The adaptability of the Ravens. Baltimore has been one of the more injured teams in football this season with over a half-dozen key players landing on injured reserve. Yet in what is both a testament to the effectiveness of the team’s front office, and the coaching skill of John Harbaugh, the Ravens haven’t wilted, and are 5-1. A key reason why, as former team executive Mike Tannenbaum notes in his writing for the33rdteam.com: “Over the last two seasons, they were 31st in early down pass rate at 44.5%. Only the Titans and Derrick Henry ran the ball more on early downs. Yet, through the first 5 weeks of the 2021 season, Baltimore passed 57.1% of the time on early downs, good for 10th in the NFL.”

It has to the Arizona Cardinals. We knew they made some seemingly nice roster additions, but nobody projected them as the best team in football through a third of the season or had Kyler Murray as an early MVP candidate.

I think because of last year’s start and then drop-off, I’ve remained skeptical. Three of the last four weeks, I’ve thought, “Okay, this is the week the magic runs out.” But each week, they’ve proven me wrong. They’re winning at home, winning on the road, and winning in a variety of ways. Statement wins against the Rams and Browns, the latter without their head coach in attendance because of COVID-19? Crazy.

They legitimately deserve consideration as one of the top teams in the league. An absolute surprise for me.

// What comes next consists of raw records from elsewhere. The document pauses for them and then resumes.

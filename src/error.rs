//! # Error Types
//!
//! Custom error types for Arm Teleop using `thiserror`.

use thiserror::Error;

/// Main error type for Arm Teleop
#[derive(Debug, Error)]
pub enum TeleopError {
    /// Configuration errors
    #[error("Configuration error: {0}")]
    Config(#[from] toml::de::Error),

    /// I/O errors
    #[error("I/O error: {0}")]
    Io(#[from] std::io::Error),

    /// Controller access errors (enumeration, state reads)
    #[error("Controller error: {0}")]
    Controller(String),

    /// No gamepad at the configured path or none found while scanning
    #[error("No gamepad found")]
    ControllerNotFound,

    /// WebSocket / link failures. Recoverable: the session reconnects.
    #[error("Transport error: {0}")]
    Transport(String),

    /// The very first connection attempt of a session failed
    #[error("Initial connection failed: {0}")]
    InitialConnect(String),

    /// Malformed or unserializable wire message
    #[error("Protocol error: {0}")]
    Protocol(#[from] serde_json::Error),

    /// Frame image payload is not valid base64
    #[error("Image decode error: {0}")]
    Image(#[from] base64::DecodeError),
}

/// Result type alias for Arm Teleop
pub type Result<T> = std::result::Result<T, TeleopError>;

How often do we see a quarterback change his nature well into his NFL career? That’s exactly the dynamic that’s unfolding with Derek Carr, who seems to have shaken the risk-averse tendencies that defined his first seven seasons as a starter. But in 2021, gone are the constant checkdowns. Instead, Carr has displayed the confidence to consistently attack defenses downfield. with his 9.3 average intended air yards per pass ranking fifth-best among all quarterbacks. Sure, Henry Ruggs III does plenty on his own to regularly get open deep and open things up elsewhere for the Raiders’ passing attack thanks to his rare speed that defenses must account for. But Carr easily could make his living throwing to Darren Waller and Hunter Renfrow in the short to intermediate area. Instead, he’s embraced a sea change in his playing style.

Any time a long-suffering fan base sees its team turn things around, it’s worth pointing out. And what the Cincinnati Bengals have done on offense in the second year with Joe Burrow at quarterback has been exceptional — especially when factoring in all the talk about the struggles rookie receiver Ja’Marr Chase was having in training camp. All that is great. But so much credit should go to defensive coordinator Lou Anarumo for turning around what was a historically inept defense.

In 2019, Anarumo’s first season with the Bengals, Cincinnati ranked dead last in the league in yards allowed per play (6.09), rushing yards allowed per game (148.9) and passing yards allowed per play (7.85). Last season, those numbers gradually improved and the Bengals ranked 28th, 29th and 22nd in those categories, respectively. Now, cut to this season, when the Bengals rank second in yards allowed per play (5.07), eighth in rushing yards allowed per game (90.5) and fourth in passing yards allowed per play (6.09). More importantly, the defense now ranks fifth in the NFL in scoring, allowing 18.5 points per game, though it is just 0.4 average points off from being second. The offense gets headlines, but the Bengals are shutting teams down.